Project Overview
This project involved designing and implementing an end-to-end search engine from scratch, evolving across five phases to improve retrieval accuracy and ranking effectiveness. The search engine supports various ranking models, incorporates machine learning for ranking optimization, integrates deep learning for semantic retrieval, and enhances user experience with personalized search.
Phases of Development
1. Indexing & Retrieval
The first step in building the search engine was implementing an inverted index, the core data structure for efficient retrieval. This phase involved:
- Tokenizing documents and queries to break text into searchable units.
- Removing stopwords and applying stemming for improved search accuracy.
- Building a Basic Inverted Index to store term frequencies and document frequency statistics.
- Developing a Positional Inverted Index, storing word positions within documents to enable phrase searching and proximity-based retrieval.
2. Ranking Models
Once indexing was complete, we implemented traditional ranking models to retrieve and score documents based on query relevance. This included:
- BM25 – A probabilistic ranking function balancing term frequency and document length.
- TF-IDF – A statistical measure that weighs word importance in a document.
- Pivoted Normalization – A ranking model adjusting term weighting based on document length.
- Dirichlet Prior Smoothing – A language modeling approach improving ranking by handling term sparsity.
- WordCountCosineSimilarity – A vector space model measuring word overlap between query and document.
3. Learning-to-Rank (L2R)
Traditional ranking models provided a baseline, but machine learning-based ranking helped improve retrieval relevance. We trained a LambdaMART (LightGBM-based) model using labeled query-document relevance scores, allowing the system to learn optimal ranking functions. This phase involved:
- Extracting features like document length, TF-IDF scores, and BM25 scores for supervised learning.
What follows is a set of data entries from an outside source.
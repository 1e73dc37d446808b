//! GPIO / bus assignments for the Smart-Green controller board.
//!
//! Single source of truth; every driver references this module rather than
//! hard-coding pin numbers or I2C addresses.

// ---------------------------------------------------------------------------
// I2C bus (shared by RTC, EEPROM, display and I/O expander)
// ---------------------------------------------------------------------------

pub const I2C_SDA_GPIO: i32 = 21;
pub const I2C_SCL_GPIO: i32 = 22;
pub const I2C_BAUDRATE_HZ: u32 = 400_000;

/// DS3231 real-time clock.
pub const RTC_I2C_ADDR: u8 = 0x68;
/// AT24C32 EEPROM on the DS3231 breakout.
pub const EEPROM_I2C_ADDR: u8 = 0x57;
/// SSD1306 128x32 OLED.
pub const DISPLAY_I2C_ADDR: u8 = 0x3C;
/// MCP23017 16-bit I/O expander driving the valve/pump relays.
pub const MCP_I2C_ADDR: u8 = 0x20;

// ---------------------------------------------------------------------------
// Expander output map (relay board, active LOW)
// ---------------------------------------------------------------------------

/// Number of valve channels wired to the expander (outputs 0..VALVE_COUNT).
pub const VALVE_COUNT: u8 = 12;
/// Expander output driving the pump relay.
pub const PUMP_OUTPUT: u8 = 12;
/// Total pin count of the expander.
pub const EXPANDER_PIN_COUNT: u8 = 16;

// ---------------------------------------------------------------------------
// Direct GPIO
// ---------------------------------------------------------------------------

/// Piezo buzzer, active HIGH.
pub const BUZZER_GPIO: i32 = 32;
/// YF-S401 hall-effect flow sensor, pulse output, interrupt-driven.
pub const FLOW_METER_GPIO: i32 = 33;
- Training a Learning-to-Rank (L2R) model to optimize ranking effectiveness.
- Evaluating ranking performance by comparing L2R outputs with traditional rankers.
4. Deep Learning for IR
To move beyond keyword matching, we incorporated neural ranking models for improved semantic retrieval. This phase introduced:
- Bi-Encoders – Used pre-trained transformer models to encode query and document vectors for similarity comparison.
- Cross-Encoders – Applied deep learning models for query-document pair scoring.
- Sentence Transformers – Enhanced document retrieval by capturing contextual meaning beyond exact word matches.
5. Feedback & Personalization
The final phase aimed to make search results more user-adaptive and personalized. This included:
- Implementing query expansion to refine user searches dynamically.
- Incorporating user interaction data (click-through rates, past queries) for personalized ranking.
- Adjusting ranking weights based on historical user preferences.
Key Insights
- Deep learning models significantly improved ranking by understanding query intent rather than relying on exact word matches.
- Learning-to-Rank allowed data-driven ranking optimization, surpassing traditional methods.
- Personalization enhanced user engagement by adapting rankings based on search behavior.